Alors que 6,6 millions d'élèves entrent aujourd'hui à l'école primaire, l'excitation des premiers jours risque de vite laisser place au doute, et pour tout dire à l'inquiétude. Du moins chez les parents qui, après les nombreux rapports publiés sur le sujet, ne peuvent plus ignorer qu'en France, l'école n'assure plus les apprentissages fondamentaux. Selon l'enquête internationale PISA menée en 2006 par l'OCDE, qui évalue les élèves de quinze ans en lecture, mathématiques et sciences, 21,7% d'entre eux ont, en France, d'importantes difficultés de lecture, contre 15% en 2000. Ce qui la place au 17ème rang des 30 pays étudiés. Qu'en sera-t-il dans la dernière édition réalisée en 2009, et qui doit être bientôt publiée ? Il se murmure que les résultats seront encore plus mauvais. Or, si l'on a beaucoup parlé des problèmes du collège, c'est bien au primaire que se nouent les difficultés futures: en 2007, près de 15% des élèves du CM2 ne maîtrisait pas les compétences de base en français, selon le ministère de l'éducation nationale, et près de 11% en mathématiques. L'évaluation de la direction de l'évaluation du ministère de l'éducation nationale (DEPP) réalisée en 2008 pour les mathématiques est encore plus sévère: elle concluait que... 41% des élèves de CM2 n'ont pas le niveau requis. Et ça va de mal en pis: en lecture, 20% des élèves de 2007 ont le niveau des 10% les plus faibles en 1987. C'est dire si le "mal apprendre" s'étend. Et ce, malgré un meilleur encadrement: entre 1980 et 2008, le nombre moyen d'élèves par classe du CP au CM2, est passé de 23,6 à 22,6 élèves.


144 jours d'enseignement contre 185 jours en moyenne en Europe

Que s'est-il donc passé ? Les rapports publics ont tous pointé des journées surchargées dues à une année scolaire trop courte (35 semaines contre 38 pour l'OCDE). D'autant qu'avec la semaine de 4 jours, il ne reste plus que 144 jours d'enseignement contre 185 jours en moyenne en Europe. Des classes de primaire plus nombreuses de 23% à la moyenne des pays de l'OCDE, sous la tutelle de maîtres moins bien rémunérés que leurs pairs malgré un temps d'enseignement plus élevé; des directeurs d'école sans pouvoir hiérarchique sur les enseignants ; une évaluation des élèves tournée vers la sanction, et les remarques négatives plus que sur leurs points forts ; enfin, des maîtres qui s'intéressent davantage aux meilleurs éléments qu'à ceux qui peinent. Il en ressort une école où l'on ne sait pas traiter les enfants en grande difficulté scolaire, dont la proportion est deux fois plus importante que dans les pays les plus performants aux tests internationaux.

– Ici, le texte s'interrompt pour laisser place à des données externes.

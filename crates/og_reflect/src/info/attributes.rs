use core::any::TypeId;
use core::fmt;

use og_utils::TypeIdMap;

use crate::Reflect;

// -----------------------------------------------------------------------------
// CustomAttributes

/// A container for custom attributes attached to types, fields and variants.
///
/// Attributes are written as `#[reflect(@expr)]` in the derive and stored by
/// the type of `expr`, at most one value per type.
///
/// ```
/// use og_reflect::{derive::Reflect, info::Typed};
///
/// #[derive(Reflect, Clone, PartialEq, Debug)]
/// #[reflect(opaque, clone)]
/// struct Tooltip(&'static str);
///
/// #[derive(Reflect)]
/// struct Slider {
///     #[reflect(@Tooltip("How far"))]
///     value: f32,
/// }
///
/// let info = Slider::type_info().as_struct().unwrap();
/// let field = info.field("value").unwrap();
/// assert_eq!(field.get_attribute::<Tooltip>(), Some(&Tooltip("How far")));
/// ```
#[derive(Default)]
pub struct CustomAttributes {
    attributes: TypeIdMap<Box<dyn Reflect>>,
}

impl CustomAttributes {
    pub(crate) const EMPTY: &'static Self = &Self::new();

    /// Creates an empty container.
    #[inline]
    pub const fn new() -> Self {
        Self {
            attributes: TypeIdMap::new(),
        }
    }

    #[inline]
    pub fn with_capacity(capacity: usize) -> Self {
        Self {
            attributes: TypeIdMap::with_capacity(capacity),
        }
    }

    /// Adds an attribute, replacing the previous one of the same type.
    #[inline]
    pub fn with_attribute<T: Reflect>(mut self, value: T) -> Self {
        self.attributes.insert(TypeId::of::<T>(), Box::new(value));
        self
    }

    #[inline]
    pub fn iter(&self) -> impl ExactSizeIterator<Item = (&TypeId, &dyn Reflect)> {
        self.attributes.iter().map(|(key, val)| (key, &**val))
    }

    #[inline]
    pub fn contains<T: Reflect>(&self) -> bool {
        self.attributes.contains(&TypeId::of::<T>())
    }

    #[inline]
    pub fn get<T: Reflect>(&self) -> Option<&T> {
        self.get_by_id(TypeId::of::<T>())
            .and_then(<dyn Reflect>::downcast_ref)
    }

    #[inline]
    pub fn get_by_id(&self, id: TypeId) -> Option<&dyn Reflect> {
        self.attributes.get(&id).map(core::ops::Deref::deref)
    }

    #[inline]
    pub fn len(&self) -> usize {
        self.attributes.len()
    }

    #[inline]
    pub fn is_empty(&self) -> bool {
        self.attributes.is_empty()
    }
}

impl fmt::Debug for CustomAttributes {
    fn fmt(&self, f: &mut fmt::Formatter<'_>) -> fmt::Result {
        f.debug_set().entries(self.attributes.values()).finish()
    }
}

// -----------------------------------------------------------------------------
// Auxiliary macro

macro_rules! impl_custom_attributes_fn {
    ($field:ident) => {
        /// Returns the custom attributes.
        #[inline]
        pub fn custom_attributes(&self) -> &$crate::info::CustomAttributes {
            match &self.$field {
                Some(ptr) => &**ptr,
                None => $crate::info::CustomAttributes::EMPTY,
            }
        }

        /// Returns the attribute of type `T`, if present.
        pub fn get_attribute<T: $crate::Reflect>(&self) -> Option<&T> {
            self.custom_attributes().get::<T>()
        }

        /// Returns `true` if an attribute of type `T` is present.
        pub fn has_attribute<T: $crate::Reflect>(&self) -> bool {
            self.custom_attributes().contains::<T>()
        }
    };
}

macro_rules! impl_with_custom_attributes {
    ($field:ident) => {
        /// Replaces the custom attributes.
        pub fn with_custom_attributes(self, attributes: $crate::info::CustomAttributes) -> Self {
            if attributes.is_empty() {
                Self {
                    $field: None,
                    ..self
                }
            } else {
                Self {
                    $field: Some(::std::sync::Arc::new(attributes)),
                    ..self
                }
            }
        }
    };
}

pub(crate) use impl_custom_attributes_fn;
pub(crate) use impl_with_custom_attributes;
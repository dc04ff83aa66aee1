// -----------------------------------------------------------------------------
// Modules

mod match_reflect;

mod enum_kind;
mod opaque_kind;
mod struct_kind;
mod tuple_struct_kind;

mod trait_get_type_meta;
mod trait_reflect;
mod trait_type_path;
mod trait_typed;

// -----------------------------------------------------------------------------
// Internal API

pub(crate) use match_reflect::match_reflect_impls;

use enum_kind::impl_enum;
use opaque_kind::impl_opaque;
use struct_kind::impl_struct;
use trait_get_type_meta::{get_registry_dependencies, impl_trait_get_type_meta};
use trait_reflect::impl_trait_reflect;
use trait_type_path::impl_trait_type_path;
use trait_typed::impl_trait_typed;
use tuple_struct_kind::impl_tuple_struct;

Tout ceci est connu. Mais il y a une question qui, bien que centrale, n'est curieusement abordée par aucun rapport: "La vraie cause de tout cela, analyse l'instituteur Marc Le Bris, c'est l'évolution des programmes, modifiés dans leur contenu comme dans leurs méthodes pédagogiques." Fondamentalement, ajoute le professeur de mathématiques, Michel Delord, "l'introduction des mathématiques modernes, de la linguistique et de l'histoire non-chronologique dès le primaire, alors qu'ils relèvent de l'aboutissement d'une démarche cognitive, a rompu avec le principe de progression des apprentissages qui prévalait depuis Jules Ferry." Jusque dans les années 70, les programmes du primaire avaient peu changé par rapport à ceux de 1887: dès le Cours Préparatoire, on apprenait à lire couramment, comme à faire les quatre opérations. A partir de la création des cycles en 1989 par le ministre de l'éducation Lionel Jospin, et surtout des nouveaux programmes de 1995/1996, on n'exige plus que la maîtrise de la lecture et l'addition à la fin du CE1. La soustraction est désormais apprise en CE2, la multiplication en CM1 et la division, en CM2, et encore sur des petits nombres. Les unités de circonférence et de volume disparaissent des programmes du primaire.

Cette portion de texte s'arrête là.